A. Defendant's Motion for Leave to File Excess Pages

EPB seeks to have the Court accept its Memorandum in Support of Summary Judgment, which exceeds the twenty-five (25) page limit established in Local Rule 7.1(b). Local Rule 7.1(b) provides that "briefs shall include a concise statement of the factual and legal grounds which justify the ruling sought from the court. Briefs shall comply with the format requirements of Local Rule 5.1 and shall not exceed 25 pages in length unless otherwise ordered by the court." Due to the complexity of Plaintiff's claims, the Court will accept EPB's brief. Accordingly, the Court will GRANT EPB's Motion to Exceed Page Limitation.

B. ADEA Legal Standard

The ADEA, 29 U.S.C. §§ 621- 634, is the exclusive remedy for age discrimination. Id.; see also Lowell v. Armstrong, No. 93-5665, 1999 U.S. Dist. LEXIS 16545, at * 12 (6th Cir. June 30, 1995) (noting "the Age Discrimination in Employment Act is the exclusive remedy for age discrimination suits.") The prima facie elements of an ADEA age discrimination claim are as follows: (1) he was a member of the protected class; (2) he was subjected to an adverse employment action; (3) he was qualified for the particular position; and (4) was replaced by a younger worker. Barnes v. GenCorp., 896 F.2d 1457, 1465 (6th Cir. 1990).

A plaintiff can meet this burden in one of two ways: either by presenting direct evidence of discrimination or by satisfying, through circumstantial evidence, the burden-shifting analysis outlined in McDonnell Douglas v. Green, 411 U.S. 792 (1973). Bender v. Hecht's Dep't Stores, 455 F.3d 612, 620 (6th Cir. 2006); Rowan v. Lockheed Martin Energy Sys., Inc., 360 F.3d 544, 547-48 (6th Cir. 2004).
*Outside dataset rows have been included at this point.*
//! Audio players used by the playback and prompt paths.
//!
//! URLs name the source:
//!
//! | scheme            | source                                          |
//! |-------------------|-------------------------------------------------|
//! | `file://<mount>/` | WAV file under the configured root directory    |
//! | `raw://…`         | PCM pulled from the player's read callback      |

pub mod simple;

pub use simple::{PlayerReadFn, PlayerWriteFn, SimplePlayer, SimplePlayerConfig};

use std::sync::Arc;

use serde::{Deserialize, Serialize};

use crate::error::Result;

// ---------------------------------------------------------------------------
// Events
// ---------------------------------------------------------------------------

#[derive(Debug, Clone, Copy, PartialEq, Eq, Default, Serialize, Deserialize)]
#[serde(rename_all = "lowercase")]
pub enum PlayerState {
    #[default]
    None,
    Running,
    Paused,
    Stopped,
    Finished,
    Error,
}

impl PlayerState {
    pub fn as_str(self) -> &'static str {
        match self {
            PlayerState::None => "NONE",
            PlayerState::Running => "RUNNING",
            PlayerState::Paused => "PAUSED",
            PlayerState::Stopped => "STOPPED",
            PlayerState::Finished => "FINISHED",
            PlayerState::Error => "ERROR",
        }
    }

    /// The run is over, for whatever reason.
    pub fn is_terminal(self) -> bool {
        matches!(self, PlayerState::Stopped | PlayerState::Finished | PlayerState::Error)
    }
}

/// Format of the stream being played.
#[derive(Debug, Clone, Copy, PartialEq, Eq, Serialize, Deserialize)]
#[serde(rename_all = "camelCase")]
pub struct MusicInfo {
    pub sample_rate: u32,
    pub channels: u8,
    pub bits: u8,
    /// 0 when unknown.
    pub bitrate: u32,
}

impl MusicInfo {
    pub const fn pcm(sample_rate: u32, channels: u8, bits: u8) -> Self {
        Self {
            sample_rate,
            channels,
            bits,
            bitrate: 0,
        }
    }
}

#[derive(Debug, Clone, Copy, PartialEq, Eq)]
pub enum PlayerEvent {
    State(PlayerState),
    MusicInfo(MusicInfo),
}

pub type PlayerEventFn = Arc<dyn Fn(&PlayerEvent) + Send + Sync>;

// ---------------------------------------------------------------------------
// Player contract
// ---------------------------------------------------------------------------

/// A player that renders one URL at a time on its own thread.
pub trait AudioPlayer: Send + Sync {
    /// Start playing `url`. A run already in progress is stopped first.
    ///
    /// # Errors
    /// `NotSupported` for an unknown scheme, `NotFound` for a missing file.
    fn run(&self, url: &str, info: Option<MusicInfo>) -> Result<()>;

    /// Stop the current run and wait for it to end. Stopping an idle
    /// player is a no-op.
    fn stop(&self) -> Result<()>;

    fn set_event(&self, cb: Option<PlayerEventFn>);

    fn state(&self) -> PlayerState;
}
When a plaintiff presents direct evidence of discrimination, "the burden of both production and persuasion shifts to the employer to prove that it would have terminated the employee even if it had not been motivated by impermissible discrimination." Nguyen v. City of Cleveland, 229 F.3d 559, 563 (6th Cir. 2000).

"[D]irect evidence is that evidence which, if believed, requires the conclusion that unlawful discrimination was at least a motivating factor in the employer's actions." Jacklyn v. Schering-Plough Healthcare Prods. Sales Corp., 176 F.3d 921, 926 (6th Cir. 1999). "Consistent with this definition, direct evidence of discrimination does not require a fact finder to draw any inferences in order to conclude that the challenged employment action was motivated at least in part by prejudice against members of the protected group." Johnson v. Kroger Co., 319 F.3d 858, 865 (6th Cir. 2003) (internal citations omitted).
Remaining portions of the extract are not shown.